use axum::response::sse::Event;
use chrono::{DateTime, Utc};
use futures::stream::{Stream, StreamExt};
use serde::{Deserialize, Serialize};
use std::convert::Infallible;
use tokio::sync::broadcast;
use tokio_stream::wrappers::BroadcastStream;
use uuid::Uuid;

#[derive(Debug, Clone, Copy, PartialEq, Eq, Serialize, Deserialize)]
#[serde(rename_all = "snake_case")]
pub enum ChangeAction {
    Insert,
    Update,
    Delete,
}

#[derive(Debug, Clone, PartialEq, Eq, Serialize, Deserialize)]
pub struct ChangeEvent {
    pub table: String,
    pub action: ChangeAction,
    pub id: Uuid,
    pub at: DateTime<Utc>,
}

/// Push-based row change notifications. Slow subscribers skip what they
/// missed and keep going; clients refetch to catch up.
#[derive(Clone)]
pub struct ChangeFeed {
    tx: broadcast::Sender<ChangeEvent>,
}

impl ChangeFeed {
    pub fn new(capacity: usize) -> Self {
        let (tx, _) = broadcast::channel(capacity.max(1));
        Self { tx }
    }

    pub fn publish(&self, table: &str, action: ChangeAction, id: Uuid) {
        let event = ChangeEvent {
            table: table.to_string(),
            action,
            id,
            at: Utc::now(),
        };
        match self.tx.send(event) {
            Ok(n) => tracing::debug!(table, ?action, %id, subscribers = n, "change published"),
            Err(_) => tracing::trace!(table, ?action, %id, "change published with no subscribers"),
        }
    }

    pub fn subscribe(&self) -> broadcast::Receiver<ChangeEvent> {
        self.tx.subscribe()
    }

    pub fn subscriber_count(&self) -> usize {
        self.tx.receiver_count()
    }

    /// SSE stream, optionally limited to one table.
    pub fn event_stream(
        &self,
        table: Option<String>,
    ) -> impl Stream<Item = Result<Event, Infallible>> {
        BroadcastStream::new(self.subscribe()).filter_map(move |result| {
            let table = table.clone();
            async move {
                match result {
                    Ok(change) => {
                        if table.as_deref().map(|t| t != change.table).unwrap_or(false) {
                            return None;
                        }
                        Event::default()
                            .event(change.table.clone())
                            .json_data(&change)
                            .ok()
                            .map(Ok)
                    }
                    Err(e) => {
                        tracing::warn!("change feed subscriber lagged: {:?}", e);
                        None
                    }
                }
            }
        })
    }
}

#[cfg(test)]
mod tests {
    use super::*;

    #[tokio::test]
    async fn subscribers_receive_published_changes() {
        let feed = ChangeFeed::new(8);
        let mut rx = feed.subscribe();
        let id = Uuid::new_v4();
        feed.publish("candidates", ChangeAction::Update, id);
        let event = rx.recv().await.unwrap();
        assert_eq!(event.table, "candidates");
        assert_eq!(event.action, ChangeAction::Update);
        assert_eq!(event.id, id);
    }

    #[test]
    fn publishing_without_subscribers_is_fine() {
        let feed = ChangeFeed::new(8);
        feed.publish("jobs", ChangeAction::Insert, Uuid::new_v4());
        assert_eq!(feed.subscriber_count(), 0);
    }
}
----------------
_Work item:_ Go through the listing above and return every line where the word "DateTime" occurs.

_Solution:_
use chrono::{DateTime, Utc};
    pub at: DateTime<Utc>,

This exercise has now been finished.